(Input data Opens)

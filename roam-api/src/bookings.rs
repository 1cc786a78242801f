use axum::{
    extract::{Path, State},
    http::StatusCode,
    routing::{get, post},
    Json, Router,
};

use roam_core::{Booking, BookingRequest};

use crate::error::AppError;
use crate::state::AppState;

pub fn routes() -> Router<AppState> {
    Router::new()
        .route("/v1/bookings", post(create_booking))
        .route("/v1/bookings/{reference}", get(get_booking))
}

async fn create_booking(
    State(state): State<AppState>,
    Json(req): Json<BookingRequest>,
) -> Result<(StatusCode, Json<Booking>), AppError> {
    let booking = state.orchestrator.create_booking(req).await?;
    Ok((StatusCode::CREATED, Json(booking)))
}

/// Confirmation page lookup by the human-readable reference.
async fn get_booking(
    State(state): State<AppState>,
    Path(reference): Path<String>,
) -> Result<Json<Booking>, AppError> {
    let booking = state
        .bookings
        .find_by_reference(&reference)
        .await?
        .ok_or_else(|| AppError::NotFound("Booking not found".to_string()))?;

    Ok(Json(booking))
}
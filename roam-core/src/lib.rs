pub mod booking;
pub mod repository;

pub use booking::{Booking, BookingRequest, BookingStatus};
pub use repository::{
    BookingRepository, ExperienceRepository, PromoRepository, SlotRepository, StoreError,
};
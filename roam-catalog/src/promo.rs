use chrono::{DateTime, Utc};
use serde::{Deserialize, Serialize};
use uuid::Uuid;

#[derive(Debug, Clone, Copy, PartialEq, Eq, Serialize, Deserialize)]
#[serde(rename_all = "lowercase")]
pub enum DiscountType {
    Percentage,
    Fixed,
}

impl DiscountType {
    pub fn as_str(&self) -> &'static str {
        match self {
            DiscountType::Percentage => "percentage",
            DiscountType::Fixed => "fixed",
        }
    }

    pub fn parse(s: &str) -> Option<Self> {
        match s {
            "percentage" => Some(DiscountType::Percentage),
            "fixed" => Some(DiscountType::Fixed),
            _ => None,
        }
    }
}

/// A marketing promo code. Managed externally; the booking flow only reads
/// these, looked up case-insensitively by code.
#[derive(Debug, Clone, Serialize, Deserialize)]
pub struct PromoCode {
    pub id: Uuid,
    pub code: String,
    pub discount_type: DiscountType,
    /// Whole percent for `Percentage`, cents for `Fixed`.
    pub discount_value: i64,
    pub min_amount_cents: Option<i64>,
    /// Caps percentage discounts only.
    pub max_discount_cents: Option<i64>,
    pub valid_from: DateTime<Utc>,
    pub valid_until: DateTime<Utc>,
    pub is_active: bool,
}

/// Why a promo code was refused. Each arm carries a message fit to show the
/// customer directly.
#[derive(Debug, Clone, PartialEq, Eq, thiserror::Error)]
pub enum PromoRejection {
    #[error("Invalid promo code")]
    NotFound,

    #[error("This promo code has expired")]
    Expired,

    #[error("Minimum purchase of ${} required for this promo code", format_dollars(.minimum_cents))]
    BelowMinimum { minimum_cents: i64 },
}

fn format_dollars(cents: &i64) -> String {
    format!("{}.{:02}", cents / 100, (cents % 100).abs())
}

/// Check a promo against a purchase amount, short-circuiting on the first
/// failing rule: active, inside its validity window, minimum spend met.
///
/// Advisory when called from the storefront pre-check; the orchestrator runs
/// it again at submission time against the server-side recomputed amount, so
/// a stale client quote can never buy a discount the current total does not
/// earn.
pub fn check_promo(
    promo: &PromoCode,
    amount_cents: i64,
    now: DateTime<Utc>,
) -> Result<(), PromoRejection> {
    if !promo.is_active {
        return Err(PromoRejection::NotFound);
    }

    if now < promo.valid_from || now > promo.valid_until {
        return Err(PromoRejection::Expired);
    }

    if let Some(minimum_cents) = promo.min_amount_cents {
        if amount_cents < minimum_cents {
            return Err(PromoRejection::BelowMinimum { minimum_cents });
        }
    }

    Ok(())
}
use chrono::{NaiveDate, NaiveTime};
use serde::{Deserialize, Serialize};
use uuid::Uuid;

/// A dated departure of an experience with fixed capacity.
///
/// Invariant: `0 <= booked <= capacity`. `booked` only moves through the
/// store's reserve path (and the orchestrator's compensating release), never
/// through plain field writes.
#[derive(Debug, Clone, Serialize, Deserialize)]
pub struct Slot {
    pub id: Uuid,
    pub experience_id: Uuid,
    pub date: NaiveDate,
    pub time: NaiveTime,
    pub capacity: i32,
    pub booked: i32,
    /// Per-guest adjustment shown to the storefront; the charged amount is
    /// always recomputed from the experience's base rate.
    pub price_modifier_cents: Option<i64>,
}

impl Slot {
    /// Spots still open on this slot.
    pub fn remaining(&self) -> i32 {
        self.capacity - self.booked
    }

    /// Admission test for a party of `num_guests`. The in-memory store runs
    /// this under its lock; Postgres enforces the same predicate inside the
    /// conditional UPDATE.
    pub fn check_admission(&self, num_guests: i32) -> Result<(), AvailabilityError> {
        if self.booked + num_guests > self.capacity {
            return Err(AvailabilityError::CapacityExceeded {
                requested: num_guests,
                remaining: self.remaining(),
            });
        }
        Ok(())
    }
}

#[derive(Debug, thiserror::Error)]
pub enum AvailabilityError {
    #[error("Slot not found: {0}")]
    NotFound(String),

    #[error("Not enough spots left: requested {requested}, remaining {remaining}")]
    CapacityExceeded { requested: i32, remaining: i32 },
}
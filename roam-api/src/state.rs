use std::sync::Arc;

use roam_booking::BookingOrchestrator;
use roam_core::{BookingRepository, ExperienceRepository, PromoRepository, SlotRepository};

#[derive(Clone)]
pub struct AppState {
    pub experiences: Arc<dyn ExperienceRepository>,
    pub promos: Arc<dyn PromoRepository>,
    pub bookings: Arc<dyn BookingRepository>,
    pub orchestrator: Arc<BookingOrchestrator>,
}

impl AppState {
    pub fn new(
        experiences: Arc<dyn ExperienceRepository>,
        slots: Arc<dyn SlotRepository>,
        promos: Arc<dyn PromoRepository>,
        bookings: Arc<dyn BookingRepository>,
    ) -> Self {
        let orchestrator = Arc::new(BookingOrchestrator::new(
            experiences.clone(),
            slots,
            promos.clone(),
            bookings.clone(),
        ));

        Self {
            experiences,
            promos,
            bookings,
            orchestrator,
        }
    }
}
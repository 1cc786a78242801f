use serde::Deserialize;
use std::env;

#[derive(Debug, Deserialize, Clone)]
pub struct Config {
    pub server: ServerConfig,
    pub database: DatabaseConfig,
}

#[derive(Debug, Deserialize, Clone)]
pub struct ServerConfig {
    pub port: u16,
}

#[derive(Debug, Deserialize, Clone)]
pub struct DatabaseConfig {
    pub url: String,
}

impl Config {
    pub fn load() -> Result<Self, config::ConfigError> {
        let run_mode = env::var("RUN_MODE").unwrap_or_else(|_| "development".into());

        let s = config::Config::builder()
            // Start off by merging in the "default" configuration file
            .add_source(config::File::with_name("config/default"))
            // Environment-specific overrides, optional
            .add_source(config::File::with_name(&format!("config/{}", run_mode)).required(false))
            // Local overrides, not checked in
            .add_source(config::File::with_name("config/local").required(false))
            // Eg. `ROAM__SERVER__PORT=9000` overrides server.port
            .add_source(config::Environment::with_prefix("ROAM").separator("__"))
            .build()?;

        s.try_deserialize()
    }
}
use axum::{http::Method, Router};
use tower_http::cors::CorsLayer;
use tower_http::trace::TraceLayer;

pub mod bookings;
pub mod error;
pub mod experiences;
pub mod promos;
pub mod state;

pub use state::AppState;

pub fn app(state: AppState) -> Router {
    // CORS Middleware
    let cors = CorsLayer::new()
        .allow_origin(tower_http::cors::Any)
        .allow_methods([Method::GET, Method::POST, Method::OPTIONS])
        .allow_headers([axum::http::header::CONTENT_TYPE]);

    Router::new()
        .merge(experiences::routes())
        .merge(promos::routes())
        .merge(bookings::routes())
        .layer(cors)
        .layer(TraceLayer::new_for_http())
        .with_state(state)
}
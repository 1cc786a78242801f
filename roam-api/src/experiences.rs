use axum::{
    extract::{Path, State},
    routing::get,
    Json, Router,
};
use chrono::Utc;
use serde::Serialize;
use uuid::Uuid;

use roam_catalog::{Experience, Slot};

use crate::error::AppError;
use crate::state::AppState;

#[derive(Debug, Serialize)]
struct ExperienceWithSlots {
    #[serde(flatten)]
    experience: Experience,
    slots: Vec<Slot>,
}

pub fn routes() -> Router<AppState> {
    Router::new()
        .route("/v1/experiences", get(list_experiences))
        .route("/v1/experiences/{id}", get(get_experience))
}

async fn list_experiences(
    State(state): State<AppState>,
) -> Result<Json<Vec<Experience>>, AppError> {
    let experiences = state.experiences.list_experiences().await?;
    Ok(Json(experiences))
}

async fn get_experience(
    State(state): State<AppState>,
    Path(id): Path<Uuid>,
) -> Result<Json<ExperienceWithSlots>, AppError> {
    let experience = state
        .experiences
        .get_experience(id)
        .await?
        .ok_or_else(|| AppError::NotFound("Experience not found".to_string()))?;

    // only slots that can still be booked
    let slots = state
        .experiences
        .list_upcoming_slots(id, Utc::now().date_naive())
        .await?;

    Ok(Json(ExperienceWithSlots { experience, slots }))
}
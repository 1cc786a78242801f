pub mod app_config;
pub mod booking_repo;
pub mod catalog_repo;
pub mod database;
pub mod memory;
pub mod promo_repo;
pub mod slot_repo;

pub use app_config::Config;
pub use booking_repo::StoreBookingRepository;
pub use catalog_repo::StoreExperienceRepository;
pub use database::DbClient;
pub use memory::MemoryStore;
pub use promo_repo::StorePromoRepository;
pub use slot_repo::StoreSlotRepository;

use roam_core::StoreError;

pub(crate) fn db_err(e: sqlx::Error) -> StoreError {
    StoreError::Backend(e.into())
}
use chrono::{DateTime, Utc};
use serde::{Deserialize, Serialize};
use uuid::Uuid;

/// A bookable travel experience as listed in the storefront catalog.
///
/// Experiences are created and edited by back-office tooling; the booking
/// flow only ever reads them.
#[derive(Debug, Clone, Serialize, Deserialize)]
pub struct Experience {
    pub id: Uuid,
    pub title: String,
    pub description: String,
    pub location: String,
    /// Display duration, e.g. "3 hours" or "Full day".
    pub duration: String,
    /// Per-guest base rate in cents.
    pub price_cents: i64,
    pub rating: f64,
    pub review_count: i32,
    pub category: String,
    pub highlights: Vec<String>,
    pub included: Vec<String>,
    pub created_at: DateTime<Utc>,
}
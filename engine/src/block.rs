//! Block executor — the deterministic state transition over one block.
//!
//! `BlockExecutor::execute_block` runs the per-block lifecycle:
//!
//! 1. For each raw transaction, in the order given:
//!    a. Decode (failure → code 1)
//!    b. Apply (rejection → code 2)
//!    c. Record `code 0` on success
//! 2. Set the ledger height to the engine-supplied height
//! 3. Derive the application fingerprint from that height
//!
//! Order is significant: each transaction observes the effects of the ones
//! before it. Individual failures never abort the block and there is no
//! block-level rollback. No I/O happens here; persistence is the caller's job.

use layer0_primitives::{
    decode_transaction, types::app_hash, BlockHeight, BlockOutcome, Ledger, ResultCode, TxResult,
};

use crate::executor::apply_transaction;

/// The core block executor.
///
/// Stateless. All state lives in the `Ledger` passed in. Given the same
/// ledger and the same block it always produces the same outcome.
pub struct BlockExecutor;

impl BlockExecutor {
    /// Execute a full block against `ledger`.
    pub fn execute_block(
        ledger: &mut Ledger,
        height: BlockHeight,
        transactions: &[Vec<u8>],
    ) -> BlockOutcome {
        let mut outcome = BlockOutcome {
            height,
            tx_results: Vec::with_capacity(transactions.len()),
            app_hash: Vec::new(),
            burned: 0,
            to_treasury: 0,
        };

        for raw in transactions {
            let tx = match decode_transaction(raw) {
                Ok(tx) => tx,
                Err(err) => {
                    outcome
                        .tx_results
                        .push(TxResult::failure(ResultCode::DecodeFailed, err.to_string()));
                    continue;
                }
            };

            match apply_transaction(ledger, &tx) {
                Ok(split) => {
                    outcome.record_fee(split);
                    outcome.tx_results.push(TxResult::ok());
                }
                Err(err) => {
                    outcome
                        .tx_results
                        .push(TxResult::failure(ResultCode::Rejected, err.to_string()));
                }
            }
        }

        // The engine's height is authoritative; never incremented locally.
        ledger.set_height(height);
        outcome.app_hash = app_hash(height);
        outcome
    }
}

#[cfg(test)]
mod tests {
    use super::*;
    use layer0_primitives::{encode_transaction, encode_transaction_base64, Amount, Transaction};

    fn transfer(from: &str, to: &str, amount: Amount, fee: Amount) -> Vec<u8> {
        encode_transaction(&Transaction::Transfer {
            from: from.into(),
            to: to.into(),
            amount,
            fee,
        })
    }

    // ── Test: empty block ──

    #[test]
    fn test_execute_empty_block() {
        let mut ledger = Ledger::genesis();
        let outcome = BlockExecutor::execute_block(&mut ledger, 1, &[]);

        assert!(outcome.tx_results.is_empty());
        assert_eq!(outcome.app_hash, b"h:1".to_vec());
        assert_eq!(ledger.height(), 1);
        assert_eq!(ledger.balance("alice"), 1_000_000);
    }

    // ── Test: mixed results keep their order ──

    #[test]
    fn test_mixed_results_in_order() {
        let mut ledger = Ledger::genesis();
        let txs = vec![
            transfer("alice", "bob", 100, 10),
            b"garbage".to_vec(),
            transfer("alice", "bob", 100, 0),
            encode_transaction_base64(&Transaction::Delegate {
                delegator: "alice".into(),
                validator: "v1".into(),
                amount: 500,
                fee: 5,
            }),
        ];
        let outcome = BlockExecutor::execute_block(&mut ledger, 7, &txs);

        let codes: Vec<u32> = outcome.tx_results.iter().map(|r| r.code).collect();
        assert_eq!(codes, vec![0, 1, 2, 0]);
        assert!(outcome.tx_results[0].log.is_empty());
        assert!(!outcome.tx_results[1].log.is_empty());
        assert!(outcome.tx_results[2].log.contains("fee too low"));
        assert_eq!(outcome.accepted(), 2);
        assert_eq!(outcome.burned, 10);
        assert_eq!(outcome.to_treasury, 5);
        assert_eq!(ledger.treasury(), 5);
        assert_eq!(ledger.balance("alice"), 999_385);
    }

    // ── Test: later txs see earlier effects ──

    #[test]
    fn test_order_sensitivity() {
        // carol starts empty; she can only pay bob after alice funds her.
        let fund = transfer("alice", "carol", 100, 1);
        let spend = transfer("carol", "bob", 50, 1);

        let mut forward = Ledger::genesis();
        let out = BlockExecutor::execute_block(&mut forward, 1, &[fund.clone(), spend.clone()]);
        assert!(out.tx_results.iter().all(|r| r.is_ok()));
        assert_eq!(forward.balance("carol"), 49);

        let mut reverse = Ledger::genesis();
        let out = BlockExecutor::execute_block(&mut reverse, 1, &[spend, fund]);
        assert_eq!(out.tx_results[0].code, 2);
        assert_eq!(out.tx_results[1].code, 0);
        assert_eq!(reverse.balance("carol"), 100);
    }

    // ── Test: height comes from the caller ──

    #[test]
    fn test_height_is_authoritative() {
        let mut ledger = Ledger::genesis();
        BlockExecutor::execute_block(&mut ledger, 10, &[]);
        assert_eq!(ledger.height(), 10);
        BlockExecutor::execute_block(&mut ledger, 42, &[]);
        assert_eq!(ledger.height(), 42);
    }

    #[test]
    fn test_failed_block_still_advances_height() {
        let mut ledger = Ledger::genesis();
        let out = BlockExecutor::execute_block(&mut ledger, 3, &[transfer("alice", "bob", 1, 0)]);
        assert_eq!(out.tx_results[0].code, 2);
        assert_eq!(ledger.height(), 3);
        assert_eq!(ledger.balance("alice"), 1_000_000);
    }

    // ── Test: determinism ──

    #[test]
    fn test_determinism_same_input_same_output() {
        let txs = vec![
            transfer("alice", "bob", 100, 10),
            transfer("bob", "carol", 2_000, 3),
            transfer("carol", "alice", 1_000, 2),
        ];

        let mut a = Ledger::genesis();
        let mut b = Ledger::genesis();
        let out_a = BlockExecutor::execute_block(&mut a, 1, &txs);
        let out_b = BlockExecutor::execute_block(&mut b, 1, &txs);

        assert_eq!(out_a, out_b);
        assert_eq!(a, b);
        assert_eq!(a.digest(), b.digest());
    }
}
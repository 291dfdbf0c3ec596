//! The ledger aggregate: balances, delegations, treasury, height and params.
//!
//! The treasury counter is the single source of truth for the treasury. The
//! reserved `"treasury"` balance is a derived view: [`Ledger::balance`]
//! returns the counter for that id, and writes addressed to it move the
//! counter. `balances` therefore never holds a `"treasury"` entry.

use std::collections::BTreeMap;

use thiserror::Error;

use crate::crypto::DigestBuilder;
use crate::params::ChainParams;
use crate::state::{StateKey, StateOverlay, StateView};
use crate::types::{
    AccountId, Amount, BlockHeight, Hash, GENESIS_ACCOUNTS, GENESIS_BALANCE, TREASURY_ACCOUNT,
};

/// Delegation map key: `(delegator, validator)`.
pub type DelegationKey = (AccountId, AccountId);

/// A ledger invariant does not hold.
#[derive(Debug, Clone, PartialEq, Eq, Error)]
pub enum InvariantViolation {
    #[error("negative balance for {account}: {amount}")]
    NegativeBalance { account: AccountId, amount: Amount },

    #[error("negative delegation {delegator}->{validator}: {amount}")]
    NegativeDelegation {
        delegator: AccountId,
        validator: AccountId,
        amount: Amount,
    },

    #[error("negative treasury: {0}")]
    NegativeTreasury(Amount),

    #[error("balances map holds reserved key {0:?}")]
    ReservedKeyInBalances(&'static str),
}

/// Authoritative account ledger.
#[derive(Debug, Clone, PartialEq, Eq)]
pub struct Ledger {
    height: BlockHeight,
    balances: BTreeMap<AccountId, Amount>,
    delegations: BTreeMap<DelegationKey, Amount>,
    treasury: Amount,
    params: ChainParams,
}

impl Ledger {
    /// Empty ledger at height 0 with the given params.
    pub fn new(params: ChainParams) -> Self {
        Self {
            height: 0,
            balances: BTreeMap::new(),
            delegations: BTreeMap::new(),
            treasury: 0,
            params,
        }
    }

    /// Fixed genesis: `alice` and `bob` hold 1,000,000 each, treasury is
    /// zero, default params.
    pub fn genesis() -> Self {
        let mut ledger = Self::new(ChainParams::default());
        for account in GENESIS_ACCOUNTS {
            ledger.balances.insert(account.to_string(), GENESIS_BALANCE);
        }
        ledger
    }

    /// Rebuild a ledger from its parts, e.g. from a snapshot.
    ///
    /// `balances` must not contain the reserved treasury key; callers
    /// reconcile the mirrored entry first.
    pub fn from_parts(
        height: BlockHeight,
        balances: BTreeMap<AccountId, Amount>,
        delegations: BTreeMap<DelegationKey, Amount>,
        treasury: Amount,
        params: ChainParams,
    ) -> Result<Self, InvariantViolation> {
        let ledger = Self {
            height,
            balances,
            delegations,
            treasury,
            params,
        };
        ledger.check_invariants()?;
        Ok(ledger)
    }

    pub fn height(&self) -> BlockHeight {
        self.height
    }

    /// Record the engine-supplied height of the last finalized block.
    pub fn set_height(&mut self, height: BlockHeight) {
        self.height = height;
    }

    pub fn params(&self) -> &ChainParams {
        &self.params
    }

    pub fn treasury(&self) -> Amount {
        self.treasury
    }

    /// Spendable balance of `account`, zero if unknown.
    ///
    /// For the reserved treasury id this is the treasury counter.
    pub fn balance(&self, account: &str) -> Amount {
        self.get(&StateKey::balance(account))
    }

    /// Amount staked by `delegator` on `validator`, zero if none.
    pub fn delegation(&self, delegator: &str, validator: &str) -> Amount {
        self.get(&StateKey::delegation(delegator, validator))
    }

    /// Regular account balances (the treasury view is not included).
    pub fn balances(&self) -> &BTreeMap<AccountId, Amount> {
        &self.balances
    }

    pub fn delegations(&self) -> &BTreeMap<DelegationKey, Amount> {
        &self.delegations
    }

    /// Apply every staged write of `overlay`.
    pub fn commit(&mut self, overlay: StateOverlay) {
        for (key, value) in overlay.drain() {
            match key {
                StateKey::Balance(account) => {
                    self.balances.insert(account, value);
                }
                StateKey::Delegation {
                    delegator,
                    validator,
                } => {
                    self.delegations.insert((delegator, validator), value);
                }
                StateKey::Treasury => self.treasury = value,
            }
        }
    }

    /// Sum of balances, treasury and delegated stake.
    ///
    /// Widened to i128 so the sum itself cannot overflow.
    pub fn total_supply(&self) -> i128 {
        let balances: i128 = self.balances.values().map(|v| *v as i128).sum();
        let staked: i128 = self.delegations.values().map(|v| *v as i128).sum();
        balances + staked + self.treasury as i128
    }

    /// Verify that nothing is negative and the reserved key is absent.
    pub fn check_invariants(&self) -> Result<(), InvariantViolation> {
        if self.balances.contains_key(TREASURY_ACCOUNT) {
            return Err(InvariantViolation::ReservedKeyInBalances(TREASURY_ACCOUNT));
        }
        for (account, amount) in &self.balances {
            if *amount < 0 {
                return Err(InvariantViolation::NegativeBalance {
                    account: account.clone(),
                    amount: *amount,
                });
            }
        }
        for ((delegator, validator), amount) in &self.delegations {
            if *amount < 0 {
                return Err(InvariantViolation::NegativeDelegation {
                    delegator: delegator.clone(),
                    validator: validator.clone(),
                    amount: *amount,
                });
            }
        }
        if self.treasury < 0 {
            return Err(InvariantViolation::NegativeTreasury(self.treasury));
        }
        Ok(())
    }

    /// BLAKE3 digest over the full ledger content in canonical order.
    pub fn digest(&self) -> Hash {
        let mut d = DigestBuilder::new("layer0/ledger/v1");
        d.write_i64(self.height)
            .write_i64(self.params.fee_base)
            .write_i64(self.params.fee_burn_bps)
            .write_i64(self.params.fee_treasury_bps)
            .write_i64(self.treasury)
            .write_i64(self.balances.len() as i64);
        for (account, amount) in &self.balances {
            d.write_str(account).write_i64(*amount);
        }
        d.write_i64(self.delegations.len() as i64);
        for ((delegator, validator), amount) in &self.delegations {
            d.write_str(delegator).write_str(validator).write_i64(*amount);
        }
        d.finish()
    }
}

impl StateView for Ledger {
    fn get(&self, key: &StateKey) -> Amount {
        match key {
            StateKey::Balance(account) => self.balances.get(account).copied().unwrap_or(0),
            StateKey::Delegation {
                delegator,
                validator,
            } => {
                // BTreeMap<(String, String), _> cannot be probed with (&str, &str).
                self.delegations
                    .get(&(delegator.clone(), validator.clone()))
                    .copied()
                    .unwrap_or(0)
            }
            StateKey::Treasury => self.treasury,
        }
    }
}

#[cfg(test)]
mod tests {
    use super::*;

    #[test]
    fn test_genesis_contents() {
        let ledger = Ledger::genesis();
        assert_eq!(ledger.height(), 0);
        assert_eq!(ledger.balance("alice"), 1_000_000);
        assert_eq!(ledger.balance("bob"), 1_000_000);
        assert_eq!(ledger.balance(TREASURY_ACCOUNT), 0);
        assert_eq!(ledger.treasury(), 0);
        assert_eq!(*ledger.params(), ChainParams::default());
        assert!(ledger.delegations().is_empty());
        assert!(ledger.check_invariants().is_ok());
    }

    #[test]
    fn test_unknown_account_is_zero() {
        let ledger = Ledger::genesis();
        assert_eq!(ledger.balance("carol"), 0);
        assert_eq!(ledger.delegation("alice", "v1"), 0);
    }

    #[test]
    fn test_commit_routes_treasury_view_to_counter() {
        let mut ledger = Ledger::genesis();
        let mut overlay = StateOverlay::new();
        overlay.set(StateKey::balance(TREASURY_ACCOUNT), 9);
        overlay.set(StateKey::balance("alice"), 10);
        overlay.set(StateKey::delegation("alice", "v1"), 5);
        ledger.commit(overlay);

        assert_eq!(ledger.treasury(), 9);
        assert_eq!(ledger.balance(TREASURY_ACCOUNT), 9);
        assert!(!ledger.balances().contains_key(TREASURY_ACCOUNT));
        assert_eq!(ledger.balance("alice"), 10);
        assert_eq!(ledger.delegation("alice", "v1"), 5);
    }

    #[test]
    fn test_total_supply_genesis() {
        assert_eq!(Ledger::genesis().total_supply(), 2_000_000);
    }

    #[test]
    fn test_from_parts_rejects_negative_balance() {
        let mut balances = BTreeMap::new();
        balances.insert("alice".to_string(), -1);
        let err = Ledger::from_parts(0, balances, BTreeMap::new(), 0, ChainParams::default())
            .unwrap_err();
        assert!(matches!(err, InvariantViolation::NegativeBalance { .. }));
    }

    #[test]
    fn test_from_parts_rejects_reserved_key() {
        let mut balances = BTreeMap::new();
        balances.insert(TREASURY_ACCOUNT.to_string(), 0);
        let err = Ledger::from_parts(0, balances, BTreeMap::new(), 0, ChainParams::default())
            .unwrap_err();
        assert_eq!(err, InvariantViolation::ReservedKeyInBalances(TREASURY_ACCOUNT));
    }

    #[test]
    fn test_digest_is_content_sensitive() {
        let a = Ledger::genesis();
        let mut b = Ledger::genesis();
        assert_eq!(a.digest(), b.digest());

        b.set_height(1);
        assert_ne!(a.digest(), b.digest());
    }
}
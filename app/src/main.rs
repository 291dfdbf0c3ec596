use std::sync::Arc;

use anyhow::Context;
use layer0_app::{server, App, AppConfig, SnapshotStore};
use tokio::net::TcpListener;
use tokio::sync::Notify;
use tracing::info;
use tracing_subscriber::EnvFilter;

#[tokio::main]
async fn main() -> anyhow::Result<()> {
    tracing_subscriber::fmt()
        .with_env_filter(EnvFilter::try_from_default_env().unwrap_or_else(|_| EnvFilter::new("info")))
        .with_target(false)
        .init();

    let config = AppConfig::from_env().context("resolving configuration")?;
    let store = SnapshotStore::new(&config.snapshot_path)
        .with_context(|| format!("opening snapshot store at {}", config.snapshot_path.display()))?;
    let app = Arc::new(App::load_or_init(store).context("loading ledger")?);

    let info = app.info();
    info!(
        version = %info.version,
        height = info.last_block_height,
        snapshot = %config.snapshot_path.display(),
        listen = %config.listen_addr,
        "starting {}",
        info.data
    );

    let listener = TcpListener::bind(config.listen_addr)
        .await
        .with_context(|| format!("binding {}", config.listen_addr))?;

    let shutdown = Arc::new(Notify::new());
    let signal = shutdown.clone();
    tokio::spawn(async move {
        if tokio::signal::ctrl_c().await.is_ok() {
            info!("received shutdown signal");
            signal.notify_one();
        }
    });

    server::serve(listener, app, shutdown).await?;
    info!("stopped");
    Ok(())
}
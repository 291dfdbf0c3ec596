//! `layer0-app` — the Layer0 hub chain application process.
//!
//! Wires the deterministic engine to a consensus engine:
//!
//! - [`handler::App`] — the six lifecycle calls over one mutex-guarded ledger
//! - [`snapshot::SnapshotStore`] — atomic JSON snapshot of the ledger
//! - [`protocol`] — request/response types and their JSON wire form
//! - [`server`] — newline-delimited JSON over TCP
//! - [`config::AppConfig`] — environment-driven configuration

pub mod error;
pub mod config;
pub mod snapshot;
pub mod protocol;
pub mod handler;
pub mod server;

pub use config::AppConfig;
pub use error::{AppError, ConfigError, SnapshotError};
pub use handler::App;
pub use protocol::{Request, Response};
pub use snapshot::SnapshotStore;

(Input data Closes)

> _Task to carry out_:
For the records above, give the number of lines that include the string "AppConfig", with nothing added.

> _Solution to the exercise_:
4